TPS4686 Background: Tivozanib is an oral, potent, and selective tyrosine kinase inhibitor targeting all three vascular endothelial growth factor (VEGF) receptors; it showed efficacy and tolerability in a Phase II trial in pts with advanced RCC (Nosov et al. JCO 2011;29[18S]:4550). Preclinical studies have identified a 42-gene tivozanib resistance signature (Jie et al. EORTC-NCI-AACR 2010; abstract 608) that may be predictive of tivozanib sensitivity. This study (NCT01297244) is designed to evaluate these potential biomarkers for tivozanib activity in pts with advanced RCC. Methods: Pts with advanced RCC (stratified as clear cell or non-clear cell) who underwent nephrectomy and received ≤1 prior systemic treatment (no prior VEGF- or mammalian target of rapamycin–targeted therapy) entered this open-label, single-arm study conducted in the United States and Canada beginning January 2011. Pts receive tivozanib 1.5 mg/d orally (3 weeks on, 1 week off schedule). Primary objectives include correlation of biomarkers in blood (e.g. VEGF, hepatocyte growth factor [HGF]) and tumor tissue (e.g. CD68, hypoxia-induced factor, VEGF, HGF, and gene expression profiles) with clinical activity and/or treatment-related toxicity, and 6-month progression-free survival (PFS) rate. Secondary objectives include overall response rate (ORR), PFS, safety and tolerability, and pharmacokinetics.
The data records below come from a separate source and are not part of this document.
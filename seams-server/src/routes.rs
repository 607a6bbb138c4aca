//! Router configuration module
//!
//! Configures all routes, middleware layers, and creates the application router.

use std::{sync::Arc, time::Duration};

use axum::{
    http::{header, HeaderName, Method, StatusCode},
    routing::{get, post, put},
    Router,
};
use tower_governor::{governor::GovernorConfigBuilder, GovernorLayer};
use tower_http::cors::{Any, CorsLayer};
use tower_http::limit::RequestBodyLimitLayer;
use tower_http::request_id::{MakeRequestUuid, PropagateRequestIdLayer, SetRequestIdLayer};
use tower_http::timeout::TimeoutLayer;
use tower_http::trace::TraceLayer;
use utoipa::OpenApi;
use utoipa_swagger_ui::SwaggerUi;

use seams_core::SeamsError;

use crate::config::Config;
use crate::db::Database;
use crate::handlers::{
    close_qr_handler, coordinator_stats_handler, create_event_handler,
    create_registration_handler, create_user_handler, delete_event_handler, delete_user_handler,
    event_registrations_handler, forgot_password_handler, generate_qr_handler, get_event_handler,
    health, history_handler, list_audit_logs_handler, list_events_handler, list_users_handler,
    login_handler, my_registrations_handler, notification_stream_handler, profile_handler, ready,
    register_handler, reject_registration_handler, reset_password_handler, update_event_handler,
    update_event_status_handler, update_user_handler, verify_attendance_handler,
    verify_email_handler, verify_self_handler,
};
use crate::mailer::LogMailer;
use crate::openapi::ApiDoc;
use crate::state::AppState;

const REQUEST_ID: HeaderName = HeaderName::from_static("x-request-id");
const LAST_EVENT_ID: HeaderName = HeaderName::from_static("last-event-id");

/// Create the application router with in-memory storage and logged mail (for testing)
pub fn create_router_with_config(config: Config) -> Result<Router, SeamsError> {
    let state = AppState::new(config, Database::in_memory(), Arc::new(LogMailer))?;
    Ok(create_router_with_state(state))
}

/// API routes without middleware
fn api_routes() -> Router<AppState> {
    Router::new()
        // Auth
        .route("/api/auth/register", post(register_handler))
        .route("/api/auth/login", post(login_handler))
        .route("/api/auth/verifyemail/{token}", get(verify_email_handler))
        .route("/api/auth/forgotpassword", post(forgot_password_handler))
        .route("/api/auth/resetpassword/{token}", put(reset_password_handler))
        // Events
        .route(
            "/api/events",
            get(list_events_handler).post(create_event_handler),
        )
        .route("/api/events/coordinator/stats", get(coordinator_stats_handler))
        .route(
            "/api/events/{id}",
            get(get_event_handler)
                .put(update_event_handler)
                .delete(delete_event_handler),
        )
        .route("/api/events/{id}/status", put(update_event_status_handler))
        .route(
            "/api/events/{id}/qr",
            post(generate_qr_handler).delete(close_qr_handler),
        )
        // Registrations and attendance
        .route(
            "/api/registrations",
            get(event_registrations_handler).post(create_registration_handler),
        )
        .route("/api/registrations/my", get(my_registrations_handler))
        .route("/api/registrations/verify", post(verify_attendance_handler))
        .route("/api/registrations/verify-self", post(verify_self_handler))
        .route(
            "/api/registrations/{id}/reject",
            post(reject_registration_handler),
        )
        // Users
        .route(
            "/api/users",
            get(list_users_handler).post(create_user_handler),
        )
        .route("/api/users/profile", get(profile_handler))
        .route("/api/users/history", get(history_handler))
        .route(
            "/api/users/{id}",
            put(update_user_handler).delete(delete_user_handler),
        )
        // Audit and notifications
        .route("/api/audit", get(list_audit_logs_handler))
        .route("/api/notifications/stream", get(notification_stream_handler))
        // Health
        .route("/health", get(health))
        .route("/ready", get(ready))
}

/// Create the application router around prepared state
pub fn create_router_with_state(state: AppState) -> Router {
    let config = state.config.clone();

    // Configure CORS based on allowed_origins
    let cors = match &config.allowed_origins {
        Some(origins) if !origins.is_empty() => {
            let origins: Vec<_> = origins.iter().filter_map(|o| o.parse().ok()).collect();
            tracing::info!("CORS: Restricting to {} origin(s)", origins.len());
            CorsLayer::new()
                .allow_origin(origins)
                .allow_methods([
                    Method::GET,
                    Method::POST,
                    Method::PUT,
                    Method::DELETE,
                    Method::OPTIONS,
                ])
                .allow_headers([
                    header::CONTENT_TYPE,
                    header::ACCEPT,
                    header::AUTHORIZATION,
                    LAST_EVENT_ID,
                ])
        }
        _ => {
            tracing::warn!("CORS: Allowing all origins (dev mode)");
            CorsLayer::new()
                .allow_origin(Any)
                .allow_methods(Any)
                .allow_headers(Any)
        }
    };

    // Request body limit
    let body_limit = RequestBodyLimitLayer::new(config.body_limit_mb * 1024 * 1024);

    // Request timeout (applies until response headers; SSE bodies stream on)
    let timeout = TimeoutLayer::with_status_code(
        StatusCode::REQUEST_TIMEOUT,
        Duration::from_secs(config.timeout_secs),
    );

    // Base router with common layers
    let router = api_routes()
        .merge(SwaggerUi::new("/swagger-ui").url("/api-docs/openapi.json", ApiDoc::openapi()))
        .with_state(state)
        .layer(cors)
        .layer(body_limit)
        .layer(timeout);

    // Conditionally apply rate limiting (disabled in tests, enabled in production)
    let router = if config.rate_limit_enabled {
        let governor_conf = GovernorConfigBuilder::default()
            .per_second(config.rate_limit_per_sec)
            .burst_size(config.rate_limit_burst)
            .finish();

        match governor_conf {
            Some(governor_conf) => {
                tracing::info!(
                    "Rate limiting: {} req/s (burst: {})",
                    config.rate_limit_per_sec,
                    config.rate_limit_burst
                );
                router.layer(GovernorLayer::new(Arc::new(governor_conf)))
            }
            None => {
                tracing::error!(
                    per_sec = config.rate_limit_per_sec,
                    burst = config.rate_limit_burst,
                    "Invalid rate limit settings, rate limiting DISABLED"
                );
                router
            }
        }
    } else {
        tracing::warn!("Rate limiting: DISABLED");
        router
    };

    router
        .layer(TraceLayer::new_for_http())
        .layer(PropagateRequestIdLayer::new(REQUEST_ID))
        .layer(SetRequestIdLayer::new(REQUEST_ID, MakeRequestUuid))
}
Contingency table methods will be used for biomarker correlation with ORR, and Cox proportional-hazards regression for correlation with PFS. Sample size (100 pts) is estimated based on clinical considerations and the precision with which 6-month PFS can be estimated. Biomarkers were defined at study outset; the requirement of prior nephrectomy ensured availability of primary tumors as controls for correlative analysis. As of January 2012, the study completed enrollment of 100 pts, demonstrating a large number of pts can be enrolled to a biomarker study with well-defined candidate genes and critical inclusion criteria to facilitate compliance. Tivozanib biomarkers evaluated in this study, along with those evaluated in other solid tumors, may play an important role in optimizing patient selection.